### Work request:
Below are some records. Pull every line that contains the word "zero".

### Data:
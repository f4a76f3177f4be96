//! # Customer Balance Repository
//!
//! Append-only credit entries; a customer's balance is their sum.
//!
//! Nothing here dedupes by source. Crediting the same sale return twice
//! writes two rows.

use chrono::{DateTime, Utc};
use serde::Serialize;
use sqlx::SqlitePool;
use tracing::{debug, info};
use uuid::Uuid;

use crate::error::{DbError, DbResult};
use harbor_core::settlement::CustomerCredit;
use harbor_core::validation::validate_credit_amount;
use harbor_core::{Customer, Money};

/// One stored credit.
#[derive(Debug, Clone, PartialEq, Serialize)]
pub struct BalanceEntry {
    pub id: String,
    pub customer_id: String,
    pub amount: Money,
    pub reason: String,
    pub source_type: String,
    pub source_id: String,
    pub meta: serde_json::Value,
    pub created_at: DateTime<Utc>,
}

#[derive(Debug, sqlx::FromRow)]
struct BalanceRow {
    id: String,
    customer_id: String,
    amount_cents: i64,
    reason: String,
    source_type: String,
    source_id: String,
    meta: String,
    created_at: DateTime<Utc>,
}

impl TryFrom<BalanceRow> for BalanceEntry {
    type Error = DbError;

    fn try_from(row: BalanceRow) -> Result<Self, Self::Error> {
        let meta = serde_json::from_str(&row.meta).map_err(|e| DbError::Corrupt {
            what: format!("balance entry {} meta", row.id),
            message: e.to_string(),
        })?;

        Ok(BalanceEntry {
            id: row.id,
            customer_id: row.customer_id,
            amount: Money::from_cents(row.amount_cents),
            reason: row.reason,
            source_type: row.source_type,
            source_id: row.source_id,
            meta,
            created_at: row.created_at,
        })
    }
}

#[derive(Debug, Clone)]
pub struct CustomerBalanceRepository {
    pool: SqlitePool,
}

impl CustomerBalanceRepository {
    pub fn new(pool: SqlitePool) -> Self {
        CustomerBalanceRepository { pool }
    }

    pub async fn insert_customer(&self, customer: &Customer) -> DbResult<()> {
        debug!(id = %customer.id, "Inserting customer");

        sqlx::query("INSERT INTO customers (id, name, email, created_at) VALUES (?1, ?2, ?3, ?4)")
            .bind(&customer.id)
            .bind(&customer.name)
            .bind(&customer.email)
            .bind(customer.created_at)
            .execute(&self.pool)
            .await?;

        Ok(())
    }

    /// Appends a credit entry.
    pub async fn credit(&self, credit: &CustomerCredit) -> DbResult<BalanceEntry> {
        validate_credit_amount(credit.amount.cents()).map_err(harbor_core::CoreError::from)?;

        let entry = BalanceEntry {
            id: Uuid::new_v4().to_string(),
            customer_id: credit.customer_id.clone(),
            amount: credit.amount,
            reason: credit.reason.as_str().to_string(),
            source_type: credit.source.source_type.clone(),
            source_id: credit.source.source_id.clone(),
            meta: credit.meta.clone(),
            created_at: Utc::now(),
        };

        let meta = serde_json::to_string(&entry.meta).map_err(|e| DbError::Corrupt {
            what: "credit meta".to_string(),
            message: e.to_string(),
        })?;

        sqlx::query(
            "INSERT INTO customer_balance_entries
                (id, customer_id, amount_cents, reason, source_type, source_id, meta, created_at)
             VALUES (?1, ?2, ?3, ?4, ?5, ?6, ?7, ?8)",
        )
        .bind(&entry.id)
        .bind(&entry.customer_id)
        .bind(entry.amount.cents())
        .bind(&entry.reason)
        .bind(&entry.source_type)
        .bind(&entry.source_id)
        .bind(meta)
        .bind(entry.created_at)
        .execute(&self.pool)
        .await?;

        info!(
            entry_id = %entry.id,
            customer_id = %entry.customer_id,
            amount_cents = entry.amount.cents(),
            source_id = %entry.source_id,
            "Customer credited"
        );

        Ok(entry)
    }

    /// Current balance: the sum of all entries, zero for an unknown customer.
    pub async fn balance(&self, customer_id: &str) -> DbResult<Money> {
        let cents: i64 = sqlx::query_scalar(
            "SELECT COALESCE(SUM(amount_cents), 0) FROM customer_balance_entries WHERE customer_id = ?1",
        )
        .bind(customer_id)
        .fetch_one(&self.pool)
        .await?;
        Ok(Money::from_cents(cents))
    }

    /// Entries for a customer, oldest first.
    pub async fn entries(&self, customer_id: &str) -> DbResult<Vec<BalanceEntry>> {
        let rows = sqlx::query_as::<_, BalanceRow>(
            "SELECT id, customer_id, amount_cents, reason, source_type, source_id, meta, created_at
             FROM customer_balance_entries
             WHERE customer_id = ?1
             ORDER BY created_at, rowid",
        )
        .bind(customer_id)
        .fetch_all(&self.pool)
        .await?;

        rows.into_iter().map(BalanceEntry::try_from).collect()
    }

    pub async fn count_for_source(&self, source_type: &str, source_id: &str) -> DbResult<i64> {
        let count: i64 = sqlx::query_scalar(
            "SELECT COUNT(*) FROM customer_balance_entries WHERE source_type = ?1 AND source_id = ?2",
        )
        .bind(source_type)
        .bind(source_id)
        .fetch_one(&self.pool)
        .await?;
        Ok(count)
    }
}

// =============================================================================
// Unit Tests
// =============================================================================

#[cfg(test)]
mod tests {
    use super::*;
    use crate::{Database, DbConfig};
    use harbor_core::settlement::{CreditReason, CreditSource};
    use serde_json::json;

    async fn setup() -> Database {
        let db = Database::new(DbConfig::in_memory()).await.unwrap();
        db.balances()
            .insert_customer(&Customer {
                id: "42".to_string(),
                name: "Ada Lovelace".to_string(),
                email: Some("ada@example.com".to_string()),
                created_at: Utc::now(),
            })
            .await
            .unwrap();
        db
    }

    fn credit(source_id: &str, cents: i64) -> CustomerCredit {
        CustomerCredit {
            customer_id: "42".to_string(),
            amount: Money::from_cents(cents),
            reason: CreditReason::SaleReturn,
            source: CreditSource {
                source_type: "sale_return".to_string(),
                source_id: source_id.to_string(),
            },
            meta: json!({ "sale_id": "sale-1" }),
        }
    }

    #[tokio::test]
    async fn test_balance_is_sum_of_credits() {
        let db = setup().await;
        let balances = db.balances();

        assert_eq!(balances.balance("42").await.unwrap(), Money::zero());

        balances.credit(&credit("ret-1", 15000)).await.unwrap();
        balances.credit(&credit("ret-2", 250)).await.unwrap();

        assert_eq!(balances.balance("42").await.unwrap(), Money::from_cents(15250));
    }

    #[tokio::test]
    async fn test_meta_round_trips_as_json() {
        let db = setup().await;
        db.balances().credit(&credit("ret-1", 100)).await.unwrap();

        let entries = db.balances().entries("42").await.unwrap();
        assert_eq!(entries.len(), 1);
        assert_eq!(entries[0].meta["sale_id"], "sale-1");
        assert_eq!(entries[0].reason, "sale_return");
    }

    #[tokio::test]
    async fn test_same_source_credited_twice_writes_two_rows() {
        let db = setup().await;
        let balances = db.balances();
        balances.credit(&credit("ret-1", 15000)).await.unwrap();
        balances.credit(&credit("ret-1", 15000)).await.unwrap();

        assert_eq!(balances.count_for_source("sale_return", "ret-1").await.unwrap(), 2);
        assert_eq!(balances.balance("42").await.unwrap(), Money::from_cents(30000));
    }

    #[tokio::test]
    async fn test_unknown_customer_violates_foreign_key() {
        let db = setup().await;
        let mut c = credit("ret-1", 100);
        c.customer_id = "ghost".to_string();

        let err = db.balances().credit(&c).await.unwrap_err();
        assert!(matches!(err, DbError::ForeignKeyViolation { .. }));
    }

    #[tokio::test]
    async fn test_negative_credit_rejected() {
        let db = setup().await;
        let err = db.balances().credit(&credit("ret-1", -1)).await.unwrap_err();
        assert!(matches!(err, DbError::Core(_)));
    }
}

...

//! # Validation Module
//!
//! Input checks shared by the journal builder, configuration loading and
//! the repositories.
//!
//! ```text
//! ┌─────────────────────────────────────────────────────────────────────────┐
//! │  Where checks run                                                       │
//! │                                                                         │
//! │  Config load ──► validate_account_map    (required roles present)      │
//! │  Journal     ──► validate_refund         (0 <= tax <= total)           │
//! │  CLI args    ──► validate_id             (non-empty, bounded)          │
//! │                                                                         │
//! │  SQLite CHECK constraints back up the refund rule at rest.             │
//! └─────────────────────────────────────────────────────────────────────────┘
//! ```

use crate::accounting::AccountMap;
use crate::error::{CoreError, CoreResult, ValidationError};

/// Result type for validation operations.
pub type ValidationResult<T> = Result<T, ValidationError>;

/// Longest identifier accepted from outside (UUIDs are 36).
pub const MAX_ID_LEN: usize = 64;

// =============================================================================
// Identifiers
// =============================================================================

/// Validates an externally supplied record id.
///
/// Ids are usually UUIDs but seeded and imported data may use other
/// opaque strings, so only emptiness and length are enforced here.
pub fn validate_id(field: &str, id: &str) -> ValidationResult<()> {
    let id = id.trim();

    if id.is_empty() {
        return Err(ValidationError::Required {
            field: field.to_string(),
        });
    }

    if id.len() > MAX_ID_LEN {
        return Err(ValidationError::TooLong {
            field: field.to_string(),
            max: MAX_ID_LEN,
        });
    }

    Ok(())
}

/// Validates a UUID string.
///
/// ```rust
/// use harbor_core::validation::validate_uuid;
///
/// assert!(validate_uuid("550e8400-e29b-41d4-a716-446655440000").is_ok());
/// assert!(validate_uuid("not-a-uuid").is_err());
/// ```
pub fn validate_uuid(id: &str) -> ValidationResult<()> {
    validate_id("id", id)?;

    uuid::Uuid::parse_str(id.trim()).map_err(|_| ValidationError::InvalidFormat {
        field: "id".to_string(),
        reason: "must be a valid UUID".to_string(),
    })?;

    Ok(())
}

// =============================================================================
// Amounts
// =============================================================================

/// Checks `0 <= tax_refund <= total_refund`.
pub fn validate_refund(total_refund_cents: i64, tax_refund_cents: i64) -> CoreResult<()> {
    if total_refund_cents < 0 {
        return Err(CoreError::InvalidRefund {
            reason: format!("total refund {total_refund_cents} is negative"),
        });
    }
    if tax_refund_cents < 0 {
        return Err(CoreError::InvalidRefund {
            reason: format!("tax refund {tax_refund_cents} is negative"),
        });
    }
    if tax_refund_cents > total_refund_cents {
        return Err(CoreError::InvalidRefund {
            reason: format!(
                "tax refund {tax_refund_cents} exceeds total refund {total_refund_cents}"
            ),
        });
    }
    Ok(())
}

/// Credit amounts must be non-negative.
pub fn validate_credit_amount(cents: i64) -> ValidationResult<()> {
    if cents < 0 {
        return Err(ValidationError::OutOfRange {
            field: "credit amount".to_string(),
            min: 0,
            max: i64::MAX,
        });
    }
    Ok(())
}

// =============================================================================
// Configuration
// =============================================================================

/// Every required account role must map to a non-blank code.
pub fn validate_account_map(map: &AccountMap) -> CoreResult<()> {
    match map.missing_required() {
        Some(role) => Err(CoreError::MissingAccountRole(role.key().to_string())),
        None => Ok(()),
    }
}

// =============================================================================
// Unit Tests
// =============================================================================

### Output for this task:
    /// Current balance: the sum of all entries, zero for an unknown customer.
        assert_eq!(balances.balance("42").await.unwrap(), Money::zero());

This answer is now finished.